Si calcola che Garfield abbia venduto più di 20 milioni di copie dei suoi libri (tradotti in diverse lingue). Diciannove sono stati gli adattamenti per cinema e Tv.
Pubblicato per la prima volta nel 1972, il nome originale dell’iconico protagonista è Paul Benjamin, un professionista di successo di mezza età sul punto di diventare socio dello studio commercialista dove lavora. Le basi della storia sono le stesse nella carta e nello schermo – un cittadino liberal e non violento si trasforma in un vigilante per combattere l’ingiustizia e la violenza di strada – ma le somiglianze finiscono qui. Il film diretto nel 1974 da Michael Winner, col suo stile “sporco” è uno dei migliori thriller polizieschi su New York apparsi negli anni ‘70, ma il romanzo è “altro” rispetto alla pellicola. D’altronde, per quanto il film gli abbia dato la celebrità, Garfield non perderà occasione per denigrarlo: “[Il film] cominciava come la storia di un personaggio confuso, frustrato, radicalizzato che, alla fine, va in giro ad ammazzare ragazzini inermi soltanto perché non ama il loro sguardo e per questo si ritiene un eroe. Credo che il risultato inevitabile sia il vigilantismo. L’errore che ho commesso nel libro è stato quello di avvicinarmi troppo a questo punto di vista. Forse non sono riuscito a spiegare che il personaggio era un pazzo. Però, nel romanzo, le sue azioni sono chiare. […] Il film ha distorto tutto, trasformando il personaggio in un eroe. Nel film non c’era nessuna ambiguità morale” (intervista a Lia Volpatti, “Il Giallo Mondadori” nr. 1733 – 18 aprile 1982).

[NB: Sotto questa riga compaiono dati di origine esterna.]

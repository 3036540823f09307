//! Cartography: blank scrolls pressed from bark, and maps drawn on blank
//! maps.

use artisan_engine::{CatalogError, CraftCatalog, CraftSystemPolicy, Discipline, DisciplineProfile, RegistryError};
use artisan_types::{DisciplineId, Message, SkillName, SoundId};

use crate::content::{Material, Row, add_rows, row};

/// "Cartography Menu"
const GUMP_TITLE: u32 = 1_044_008;
const CRAFT_SOUND: SoundId = SoundId(0x249);

/// Cartography rules: the tool check and the quill's scratch.
#[derive(Debug, Clone)]
pub struct CartographyPolicy {
    profile: DisciplineProfile,
}

impl CartographyPolicy {
    /// The standard Cartography profile.
    pub fn new() -> Self {
        Self {
            profile: DisciplineProfile::new(
                DisciplineId::Cartography,
                SkillName::Cartography,
                Message::cliloc(GUMP_TITLE),
            ),
        }
    }
}

impl Default for CartographyPolicy {
    fn default() -> Self {
        Self::new()
    }
}

impl CraftSystemPolicy for CartographyPolicy {
    fn profile(&self) -> &DisciplineProfile {
        &self.profile
    }

    fn craft_sound(&self) -> Option<SoundId> {
        Some(CRAFT_SOUND)
    }
}

const BLANK_SCROLL: Row = row("BlankScroll", "Blank Scroll", 400, 700, 1);

const MAPS: [Row; 5] = [
    row("LocalMap", "Local Map", 100, 700, 1),
    row("CityMap", "City Map", 250, 850, 1),
    row("SeaChart", "Sea Chart", 350, 950, 1),
    row("WorldMap", "World Map", 395, 995, 1),
    row("MapWorld", "Map of the World", 895, 1105, 1),
];

/// Build the Cartography catalog.
pub fn init_craft_list() -> Result<CraftCatalog, CatalogError> {
    let mut catalog = CraftCatalog::new(DisciplineId::Cartography);

    // A whole stack of bark becomes scrolls in one go.
    let bark = Material::new("BarkFragment", Message::cliloc(1_073_477), Message::cliloc(1_073_478));
    catalog
        .add_recipe(BLANK_SCROLL.definition(&Message::cliloc(1_044_294), &bark)?)?
        .use_all_resource()
        .finish();

    let blank_maps = Material::new("BlankMap", Message::cliloc(1_044_449), Message::cliloc(1_044_450));
    add_rows(&mut catalog, &Message::cliloc(1_044_448), &blank_maps, &MAPS)?;
    Ok(catalog)
}

/// The Cartography catalog and policy.
pub fn discipline() -> Result<Discipline, RegistryError> {
    Discipline::new(init_craft_list()?, Box::new(CartographyPolicy::new()))
}
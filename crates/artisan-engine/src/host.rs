//! Interfaces to the host server's systems.
//!
//! The engine owns no player state. Skills, inventories, tools, message
//! delivery, the world around the crafter, sound playback, and the quality
//! roll all belong to the host; the engine reaches them through the traits
//! in this module, bundled per attempt into [`HostServices`].

use artisan_types::{CrafterId, GainOutcome, Hue, ItemId, ItemType, Lore, Message, Position, QualityTier, SkillName, SoundId, Station, ToolId};
use rust_decimal::Decimal;

use crate::error::HostError;
use crate::recipe::RecipeDefinition;

/// Current skill values and skill-gain events.
pub trait SkillStore {
    /// The crafter's current value in `skill`.
    fn skill(&self, crafter: CrafterId, skill: SkillName) -> Decimal;

    /// Report that `skill` was used with the given outcome. The gain curve is
    /// the host's business.
    fn grant_skill_gain(&mut self, crafter: CrafterId, skill: SkillName, outcome: GainOutcome);
}

/// What to create after a successful craft.
#[derive(Debug, Clone, PartialEq, Eq)]
pub struct CraftedItemSpec {
    /// Who made it.
    pub crafter: CrafterId,
    /// The item type.
    pub target: ItemType,
    /// Rolled quality.
    pub quality: QualityTier,
    /// Signature, present only on marked exceptional items.
    pub maker: Option<CrafterId>,
    /// Colour inherited from the material, if any.
    pub hue: Option<Hue>,
    /// The primary material actually consumed.
    pub material: ItemType,
}

/// The crafter's containers.
pub trait Inventory {
    /// Units of `material` the crafter holds.
    fn quantity(&self, crafter: CrafterId, material: &ItemType) -> u32;

    /// Remove `amount` units of `material`.
    fn consume(&mut self, crafter: CrafterId, material: &ItemType, amount: u32) -> Result<(), HostError>;

    /// Create a crafted item and place it with the crafter.
    fn create_item(&mut self, spec: &CraftedItemSpec) -> Result<ItemId, HostError>;
}

/// The tool used for an attempt.
pub trait Tool {
    /// The tool's identity.
    fn id(&self) -> ToolId;

    /// Uses left before it breaks.
    fn uses_remaining(&self) -> u32;

    /// Spend one use. Never goes below zero.
    fn decrement_uses(&mut self);

    /// Whether the crafter is carrying it.
    fn is_on_person(&self, crafter: CrafterId) -> bool;

    /// Whether the tool has been removed from the world.
    fn is_deleted(&self) -> bool {
        false
    }
}

/// Message delivery to players.
pub trait Messenger {
    /// Send `message` to the crafter.
    fn deliver(&mut self, crafter: CrafterId, message: &Message);
}

/// Read-only facts about the crafter's surroundings and knowledge.
pub trait Environment {
    /// Whether a `station` lies within `range` tiles of the crafter.
    fn is_near(&self, crafter: CrafterId, station: Station, range: u32) -> bool;

    /// Whether the crafter has unlocked `lore`.
    fn has_learned(&self, crafter: CrafterId, lore: Lore) -> bool;

    /// The crafter's map position, if they are in the world.
    fn position(&self, crafter: CrafterId) -> Option<Position>;

    /// Whether the crafter has learned the scroll recipe `recipe_id`.
    fn knows_recipe(&self, crafter: CrafterId, recipe_id: u32) -> bool;
}

/// Sound playback.
///
/// Takes `&self` so a sink can be shared with [`EffectTimers`](crate::effects::EffectTimers)
/// tasks; implementations provide their own interior mutability.
pub trait EffectSink {
    /// Play `sound` at the crafter's location.
    fn play_sound(&self, crafter: CrafterId, sound: SoundId);
}

/// The host's quality roll for successful crafts.
pub trait QualityRoller {
    /// Choose a quality tier for a successful attempt at `recipe` by a
    /// crafter with `skill` in the discipline's main skill.
    fn roll_quality(&mut self, crafter: CrafterId, recipe: &RecipeDefinition, skill: Decimal) -> QualityTier;
}

/// Every collaborator one attempt needs.
pub struct HostServices<'h> {
    /// Skill values and gains.
    pub skills: &'h mut dyn SkillStore,
    /// The crafter's inventory.
    pub inventory: &'h mut dyn Inventory,
    /// The tool in use.
    pub tool: &'h mut dyn Tool,
    /// Player message delivery.
    pub messenger: &'h mut dyn Messenger,
    /// Stations, lore, and position.
    pub environment: &'h dyn Environment,
    /// Sound playback.
    pub effects: &'h dyn EffectSink,
    /// Quality roll.
    pub quality: &'h mut dyn QualityRoller,
}

impl core::fmt::Debug for HostServices<'_> {
    fn fmt(&self, f: &mut core::fmt::Formatter<'_>) -> core::fmt::Result {
        f.debug_struct("HostServices")
            .field("tool", &self.tool.id())
            .finish_non_exhaustive()
    }
}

Indubbiamente, il romanzo ha obiettivi radicalmente diversi, e più complessi, rispetto al film. Il libro si pronuncia esplicitamente sulla controversia sulla quale ruota il film, vale a dire se è pro o contro il vigilantismo. D’altro canto, il “desiderio di morte” non condiziona le dinamiche di questo romanzo d’azione: Paul non impugna una pistola per due terzi della narrazione. Garfield è interessato a costruire una trama che mescola psicologia, filosofia e sociologia, nel dichiarato tentativo di analizzare le inquietudini che avvolgono il mondo occidentale contemporaneo. Come affrontiamo la violenza quando ne siamo vittime? Come rispondiamo ai nostri impulsi violenti e da dove vengono? Come amministriamo la giustizia? Diviso tra paranoia e senso di colpa, paura e rabbia, Paul Benjamin è il nesso morale della società americana, un individuo che crede sinceramente nella democrazia a livello concettuale, ma non sa come individuarla nel mondo reale.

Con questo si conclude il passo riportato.